Home | About | Sematext search-lucene.com search-hadoop.com
 Search Hadoop and all its subprojects:

Switch to Threaded View
HBase, mail # user - Schema design for filters


Copy link to this message
-
Re: Schema design for filters
Michael Segel 2013-06-27, 22:58
Ok...

If you want to do type checking and schema enforcement...

You will need to do this as a coprocessor.

The quick and dirty way... (Not recommended) would be to hard code the schema in to the co-processor code.)

A better way... at start up, load up ZK to manage the set of known table schemas which would be a map of column qualifier to data type.
(If JSON then you need to do a separate lookup to get the records schema)

Then a single java class that does the look up and then handles the known data type comparators.

Does this make sense?
(Sorry, kinda was thinking this out as I typed the response. But it should work )
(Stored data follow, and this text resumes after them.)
use skel_runtime::Work;
use skel_types::{CallError, OptionKind, OptionSpec, OptionsSchema, Value};

use crate::args::{required_phrase, Args};
use crate::dispatcher::Operation;
use crate::ops::work::require_rawr;

/// Suffix without `louder`
pub const QUIET: &str = "!";
/// Suffix with `louder`
pub const LOUD: &str = "!!!!!";

const OPTIONS: OptionsSchema = OptionsSchema::required(
    "arg 'options' must be an object",
    &[OptionSpec::new("louder", OptionKind::Bool, "option 'louder' must be a boolean")],
);

/// `shout(phrase, options, callback)`
#[derive(Debug, Default, Clone, Copy)]
pub struct Shout;

impl Operation for Shout {
    fn name(&self) -> &str {
        "shout"
    }

    fn callback_index(&self) -> Option<usize> {
        Some(2)
    }

    fn prepare(&self, args: &Args) -> Result<Work, CallError> {
        let phrase = required_phrase(args, 0, "phrase")?;
        let options = OPTIONS.validate(args.value(1))?;
        let louder = options.bool("louder").unwrap_or(false);

        Ok(Box::new(move || {
            require_rawr(&phrase)?;
            Ok(Value::from(shout(&phrase, louder)))
        }))
    }
}

pub fn shout(phrase: &str, louder: bool) -> String {
    let suffix = if louder { LOUD } else { QUIET };
    format!("{}{}", phrase, suffix)
}
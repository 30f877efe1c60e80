//! Skel
//!
//! Call dispatch onto a fixed worker pool, with synchronous, callback and
//! promise calling conventions over one operation catalog.
//!
//! # Architecture
//!
//! - `Args` carries positional values and callbacks from the caller
//! - An `Operation` validates its arguments into a self-contained work closure
//! - `call_sync` runs it inline; `call_async` and `call_promise` queue it on the
//!   `skel_runtime::EventLoop` pool and deliver the outcome exactly once
//! - Argument errors are returned before anything is queued; rule failures
//!   inside the work arrive through the completion path

pub mod args;
pub mod bench;
pub mod config;
pub mod dispatcher;
pub mod module;
pub mod objects;
pub mod ops;

pub use args::{Arg, Args};
pub use config::{ConfigError, SkelConfig};
pub use dispatcher::{call_async, call_promise, call_sync, Dispatcher, Operation};
pub use objects::{HelloObject, HelloObjectAsync, HelloWorld, MethodResult};

pub use skel_runtime::{CompletionHandler, EventLoop, Outcome, PoolConfig, Promise, TaskId};
pub use skel_types::{CallError, ErrorKind, Value};
// WorkerPool - Fixed-size thread pool for off-thread task execution
//
// Workers share one multi-consumer queue. Finished tasks are pushed onto the
// completion channel, which the owning event loop drains on its own thread.

use std::sync::atomic::Ordering;
use std::sync::Arc;
use std::thread::JoinHandle;

use crossbeam_channel::Sender;
use tokio::sync::mpsc;

use crate::config::PoolConfig;
use crate::error::RuntimeError;
use crate::task::{Completed, Task};
use crate::worker::{spawn_worker, PoolStats};

/// Snapshot of pool activity
#[derive(Debug, Clone, Copy, PartialEq, Eq)]
pub struct PoolStatus {
    pub worker_count: usize,
    /// Submitted but not yet picked up
    pub queued: usize,
    /// Currently executing
    pub running: usize,
    /// Finished since the pool started
    pub completed: usize,
}

/// Fixed-size pool of worker threads
pub struct WorkerPool {
    config: PoolConfig,
    job_tx: Option<Sender<Task>>,
    workers: Vec<JoinHandle<()>>,
    stats: Arc<PoolStats>,
}

impl WorkerPool {
    /// Start `config.size()` workers reporting to `completions`.
    pub fn start(
        config: PoolConfig,
        completions: mpsc::UnboundedSender<Completed>,
    ) -> Result<Self, RuntimeError> {
        let (job_tx, job_rx) = crossbeam_channel::unbounded::<Task>();
        let stats = Arc::new(PoolStats::default());

        let mut pool = Self {
            config,
            job_tx: Some(job_tx),
            workers: Vec::with_capacity(config.size()),
            stats: Arc::clone(&stats),
        };

        for id in 0..config.size() {
            // On failure, dropping `pool` closes the queue and joins what was spawned
            let handle = spawn_worker(id, job_rx.clone(), completions.clone(), Arc::clone(&stats))?;
            pool.workers.push(handle);
        }

        tracing::info!("WorkerPool created with {} workers", config.size());
        Ok(pool)
    }

    /// Enqueue a task. Never blocks.
    pub fn submit(&self, task: Task) -> Result<(), RuntimeError> {
        let job_tx = self.job_tx.as_ref().ok_or(RuntimeError::Terminated)?;
        self.stats.submitted.fetch_add(1, Ordering::SeqCst);
        job_tx.send(task).map_err(|_| {
            self.stats.submitted.fetch_sub(1, Ordering::SeqCst);
            RuntimeError::Terminated
        })
    }

    pub fn config(&self) -> PoolConfig {
        self.config
    }

    pub fn size(&self) -> usize {
        self.config.size()
    }

    pub fn status(&self) -> PoolStatus {
        let submitted = self.stats.submitted.load(Ordering::SeqCst);
        let started = self.stats.started.load(Ordering::SeqCst);
        let finished = self.stats.finished.load(Ordering::SeqCst);

        PoolStatus {
            worker_count: self.workers.len(),
            queued: submitted.saturating_sub(started),
            running: started.saturating_sub(finished),
            completed: finished,
        }
    }

    /// Close the queue and wait for workers to drain it.
    pub fn shutdown(&mut self) -> Result<(), RuntimeError> {
        if self.job_tx.take().is_none() {
            return Ok(());
        }

        tracing::debug!("WorkerPool shutting down");
        let mut panicked = false;
        for handle in self.workers.drain(..) {
            if handle.join().is_err() {
                panicked = true;
            }
        }

        if panicked {
            Err(RuntimeError::ThreadPanic)
        } else {
            Ok(())
        }
    }

    pub fn is_shut_down(&self) -> bool {
        self.job_tx.is_none()
    }
}

impl Drop for WorkerPool {
    fn drop(&mut self) {
        if let Err(e) = self.shutdown() {
            tracing::error!("WorkerPool shutdown failed: {}", e);
        }
    }
}
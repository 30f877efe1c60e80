//! Object types exposed at the call surface.

mod hello_object;
mod hello_object_async;
mod hello_world;

pub use hello_object::HelloObject;
pub use hello_object_async::{HelloObjectAsync, DEFAULT_NAME};
pub use hello_world::{HelloWorld, MethodResult};
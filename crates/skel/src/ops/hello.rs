use skel_runtime::Work;
use skel_types::{CallError, OptionKind, OptionSpec, OptionsSchema, Value};

use crate::args::Args;
use crate::dispatcher::Operation;
use crate::ops::work::{expensive_work, WORK_TO_DO};

/// Suffix appended by `helloAsync` with `louder`
pub const LOUD: &str = "!!!!";

const OPTIONS: OptionsSchema = OptionsSchema::required(
    "first arg 'options' must be an object",
    &[
        OptionSpec::new("louder", OptionKind::Bool, "option 'louder' must be a boolean"),
        OptionSpec::new("buffer", OptionKind::Bool, "option 'buffer' must be a boolean"),
    ],
);

/// `hello()`
#[derive(Debug, Default, Clone, Copy)]
pub struct Hello;

impl Operation for Hello {
    fn name(&self) -> &str {
        "hello"
    }

    fn prepare(&self, _args: &Args) -> Result<Work, CallError> {
        Ok(Box::new(|| Ok(Value::from("hello world"))))
    }
}

/// `wave()`
#[derive(Debug, Default, Clone, Copy)]
pub struct Wave;

impl Operation for Wave {
    fn name(&self) -> &str {
        "wave"
    }

    fn prepare(&self, _args: &Args) -> Result<Work, CallError> {
        Ok(Box::new(|| Ok(Value::from("howdy world!"))))
    }
}

/// `helloAsync(options, callback)`
///
/// Builds the ordered map on a worker, then answers with `greeting`.
/// With `buffer: true` the answer is delivered as raw bytes.
#[derive(Debug, Clone)]
pub struct HelloAsync {
    greeting: String,
    work_to_do: usize,
}

impl HelloAsync {
    pub fn new() -> Self {
        Self::with_greeting("...threads are busy bees...world")
    }

    pub fn with_greeting(greeting: impl Into<String>) -> Self {
        Self {
            greeting: greeting.into(),
            work_to_do: WORK_TO_DO,
        }
    }

    pub fn with_work(mut self, work_to_do: usize) -> Self {
        self.work_to_do = work_to_do;
        self
    }

    pub fn greeting(&self) -> &str {
        &self.greeting
    }
}

impl Default for HelloAsync {
    fn default() -> Self {
        Self::new()
    }
}

impl Operation for HelloAsync {
    fn name(&self) -> &str {
        "hello_async"
    }

    fn callback_index(&self) -> Option<usize> {
        Some(1)
    }

    fn prepare(&self, args: &Args) -> Result<Work, CallError> {
        let options = OPTIONS.validate(args.value(0))?;
        let louder = options.bool("louder").unwrap_or(false);
        let buffer = options.bool("buffer").unwrap_or(false);
        let greeting = self.greeting.clone();
        let n = self.work_to_do;

        Ok(Box::new(move || {
            expensive_work(n)?;
            let mut result = greeting;
            if louder {
                result.push_str(LOUD);
            }
            Ok(if buffer {
                Value::Buffer(result.into_bytes())
            } else {
                Value::String(result)
            })
        }))
    }
}
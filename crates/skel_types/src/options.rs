//! Options bag validation
//!
//! An options argument is a mapping of recognised keys to typed values.
//! Every recognised key that is present must match its declared kind;
//! keys the schema does not name are ignored.

use std::collections::HashMap;

use crate::error::CallError;
use crate::value::Value;

// ─────────────────────────────────────────────────────────────────────────────
// Schema
// ─────────────────────────────────────────────────────────────────────────────

/// Declared type of an option key
#[derive(Debug, Clone, Copy, PartialEq, Eq)]
pub enum OptionKind {
    Bool,
    String,
    /// Any finite number
    Number,
    /// Integer >= 1 (integral floats accepted)
    PositiveInt,
}

impl OptionKind {
    fn accepts(&self, value: &Value) -> bool {
        match self {
            OptionKind::Bool => matches!(value, Value::Bool(_)),
            OptionKind::String => matches!(value, Value::String(_)),
            OptionKind::Number => value.as_f64().is_some_and(f64::is_finite),
            OptionKind::PositiveInt => positive_int(value).is_some(),
        }
    }
}

/// Integer >= 1 as u64; integral floats past `i64::MAX` saturate at `u64::MAX`
fn positive_int(value: &Value) -> Option<u64> {
    match value {
        Value::Int(i) => u64::try_from(*i).ok().filter(|n| *n >= 1),
        Value::Float(f) if f.fract() == 0.0 && *f >= 1.0 => Some(*f as u64),
        _ => None,
    }
}

/// A recognised option key
#[derive(Debug, Clone, Copy)]
pub struct OptionSpec {
    pub key: &'static str,
    pub kind: OptionKind,
    /// Error reported when the key is present with the wrong type
    pub message: &'static str,
}

impl OptionSpec {
    pub const fn new(key: &'static str, kind: OptionKind, message: &'static str) -> Self {
        Self { key, kind, message }
    }
}

/// Schema for one operation's options argument
#[derive(Debug, Clone, Copy)]
pub struct OptionsSchema {
    specs: &'static [OptionSpec],
    /// Error reported when the argument is not a mapping
    not_object: &'static str,
    /// Whether an absent argument is rejected
    required: bool,
}

impl OptionsSchema {
    /// Schema whose options argument must be present
    pub const fn required(not_object: &'static str, specs: &'static [OptionSpec]) -> Self {
        Self {
            specs,
            not_object,
            required: true,
        }
    }

    /// Schema whose options argument may be omitted entirely
    pub const fn optional(not_object: &'static str, specs: &'static [OptionSpec]) -> Self {
        Self {
            specs,
            not_object,
            required: false,
        }
    }

    pub fn specs(&self) -> &'static [OptionSpec] {
        self.specs
    }

    /// Validate an options argument against this schema
    pub fn validate(&self, value: Option<&Value>) -> Result<Options, CallError> {
        let fields = match value {
            None | Some(Value::Undefined) if !self.required => return Ok(Options::default()),
            Some(Value::Object(fields)) => fields,
            _ => return Err(CallError::validation(self.not_object)),
        };

        let mut values = HashMap::new();
        for spec in self.specs {
            let Some(v) = fields.get(spec.key) else {
                continue;
            };
            if !spec.kind.accepts(v) {
                return Err(CallError::validation(spec.message));
            }
            values.insert(spec.key, v.clone());
        }

        Ok(Options { values })
    }
}

// ─────────────────────────────────────────────────────────────────────────────
// Validated Options
// ─────────────────────────────────────────────────────────────────────────────

/// Options that passed schema validation
///
/// Only recognised keys are retained.
#[derive(Debug, Clone, Default, PartialEq)]
pub struct Options {
    values: HashMap<&'static str, Value>,
}

impl Options {
    pub fn contains(&self, key: &str) -> bool {
        self.values.contains_key(key)
    }

    pub fn bool(&self, key: &str) -> Option<bool> {
        self.values.get(key).and_then(Value::as_bool)
    }

    pub fn string(&self, key: &str) -> Option<&str> {
        self.values.get(key).and_then(Value::as_str)
    }

    pub fn number(&self, key: &str) -> Option<f64> {
        self.values.get(key).and_then(Value::as_f64)
    }

    pub fn positive_int(&self, key: &str) -> Option<u64> {
        self.values.get(key).and_then(positive_int)
    }

    pub fn len(&self) -> usize {
        self.values.len()
    }

    pub fn is_empty(&self) -> bool {
        self.values.is_empty()
    }
}

#[cfg(test)]
mod tests {
    use super::*;
    use crate::error::ErrorKind;

    const SPECS: &[OptionSpec] = &[
        OptionSpec::new("louder", OptionKind::Bool, "option 'louder' must be a boolean"),
        OptionSpec::new("sleep", OptionKind::PositiveInt, "option 'sleep' must be a positive integer"),
        OptionSpec::new("phrase", OptionKind::String, "options.phrase must be a string"),
        OptionSpec::new("multiply", OptionKind::Number, "options.multiply must be a number"),
    ];

    const REQUIRED: OptionsSchema = OptionsSchema::required("arg 'options' must be an object", SPECS);
    const OPTIONAL: OptionsSchema = OptionsSchema::optional("options must be an object", SPECS);

    #[test]
    fn test_valid_options() {
        let v = Value::object_from_pairs([
            ("louder", Value::from(true)),
            ("sleep", Value::from(2)),
            ("phrase", Value::from("Waka")),
            ("multiply", Value::from(2.5)),
        ]);
        let opts = REQUIRED.validate(Some(&v)).unwrap();
        assert_eq!(opts.bool("louder"), Some(true));
        assert_eq!(opts.positive_int("sleep"), Some(2));
        assert_eq!(opts.string("phrase"), Some("Waka"));
        assert_eq!(opts.number("multiply"), Some(2.5));
    }

    #[test]
    fn test_unknown_keys_ignored() {
        let v = Value::object_from_pairs([("colour", Value::from("blue"))]);
        let opts = REQUIRED.validate(Some(&v)).unwrap();
        assert!(opts.is_empty());
        assert!(!opts.contains("colour"));
    }

    #[test]
    fn test_wrong_type_names_key() {
        let v = Value::object_from_pairs([("louder", Value::from(3))]);
        let err = REQUIRED.validate(Some(&v)).unwrap_err();
        assert_eq!(err.kind(), ErrorKind::Validation);
        assert!(err.message().contains("louder"));
    }

    #[test]
    fn test_positive_int_beyond_i64() {
        let v = Value::object_from_pairs([("sleep", u64::MAX)]);
        let opts = REQUIRED.validate(Some(&v)).unwrap();
        assert_eq!(opts.positive_int("sleep"), Some(u64::MAX));

        let inf = Value::object_from_pairs([("sleep", f64::INFINITY)]);
        assert!(REQUIRED.validate(Some(&inf)).is_err());
    }

    #[test]
    fn test_positive_int_rejects_zero_fraction_and_text() {
        for bad in [Value::from(0), Value::from(-3), Value::from(1.5), Value::from("hi")] {
            let v = Value::object_from_pairs([("sleep", bad)]);
            let err = REQUIRED.validate(Some(&v)).unwrap_err();
            assert_eq!(err.message(), "option 'sleep' must be a positive integer");
        }
    }

    #[test]
    fn test_not_object() {
        let err = REQUIRED.validate(Some(&Value::from(true))).unwrap_err();
        assert_eq!(err.message(), "arg 'options' must be an object");

        let err = REQUIRED.validate(None).unwrap_err();
        assert_eq!(err.kind(), ErrorKind::Validation);

        let err = OPTIONAL.validate(Some(&Value::from("not an object"))).unwrap_err();
        assert_eq!(err.message(), "options must be an object");
    }

    #[test]
    fn test_optional_absent() {
        assert!(OPTIONAL.validate(None).unwrap().is_empty());
        assert!(OPTIONAL.validate(Some(&Value::Undefined)).unwrap().is_empty());
        // explicit null is not an omitted argument
        assert!(OPTIONAL.validate(Some(&Value::Null)).is_err());
    }
}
At least it would be a design approach I would talk. YMMV

Having said that, I expect someone to say its a bad idea and that they have a better solution.

HTH

-Mike

On Jun 27, 2013, at 5:13 PM, Kristoffer Sjögren <[EMAIL PROTECTED]> wrote:

> I see your point. Everything is just bytes.
>
> However, the schema is known and every row is formatted according to this
> schema, although some columns may not exist, that is, no value exist for
> this property on this row.
>
> So if im able to apply these "typed comparators" to the right cell values
> it may be possible? But I cant find a filter that target specific columns?
>
> Seems like all filters scan every column/qualifier and there is no way of
> knowing what column is currently being evaluated?
>
>
> On Thu, Jun 27, 2013 at 11:51 PM, Michael Segel
> <[EMAIL PROTECTED]>wrote:
>
>> You have to remember that HBase doesn't enforce any sort of typing.
>> That's why this can be difficult.
>>
>> You'd have to write a coprocessor to enforce a schema on a table.
>> Even then YMMV if you're writing JSON structures to a column because while
>> the contents of the structures could be the same, the actual strings could
>> differ.
>>
>> HTH
>>
>> -Mike
>>
>> On Jun 27, 2013, at 4:41 PM, Kristoffer Sjögren <[EMAIL PROTECTED]> wrote:
>>
>>> I realize standard comparators cannot solve this.
>>>
>>> However I do know the type of each column so writing custom list
>>> comparators for boolean, char, byte, short, int, long, float, double
>> seems
>>> quite straightforward.
>>>
>>> Long arrays, for example, are stored as a byte array with 8 bytes per
>> item
>>> so a comparator might look like this.
>>>
>>> public class LongsComparator extends WritableByteArrayComparable {
>>>   public int compareTo(byte[] value, int offset, int length) {
>>>       long[] values = BytesUtils.toLongs(value, offset, length);
>>>       for (long longValue : values) {
>>>           if (longValue == val) {
>>>               return 0;
>>>           }
>>>       }
>>>       return 1;
>>>   }
>>> }
>>>
>>> public static long[] toLongs(byte[] value, int offset, int length) {
>>>   int num = (length - offset) / 8;
>>>   long[] values = new long[num];
>>>   for (int i = offset; i < num; i++) {
>>>       values[i] = getLong(value, i * 8);
>>>   }
>>>   return values;
>>> }
>>>
>>>
>>> Strings are similar but would require charset and length for each string.
>>>
>>> public class StringsComparator extends WritableByteArrayComparable  {
>>>   public int compareTo(byte[] value, int offset, int length) {
>>>       String[] values = BytesUtils.toStrings(value, offset, length);
>>>       for (String stringValue : values) {
>>>           if (val.equals(stringValue)) {
>>>               return 0;
>>>           }
>>>       }
>>>       return 1;
>>>   }
>>> }
>>>
>>> public static String[] toStrings(byte[] value, int offset, int length) {
>>>   ArrayList<String> values = new ArrayList<String>();
>>>   int idx = 0;
>>>   ByteBuffer buffer = ByteBuffer.wrap(value, offset, length);
>>>   while (idx < length) {
>>>       int size = buffer.getInt();
>>>       byte[] bytes = new byte[size];
>>>       buffer.get(bytes);
>>>       values.add(new String(bytes));
>>>       idx += 4 + size;
>>>   }
>>>   return values.toArray(new String[values.size()]);
>>> }
>>>
>>>
>>> Am I on the right track or maybe overlooking some implementation details?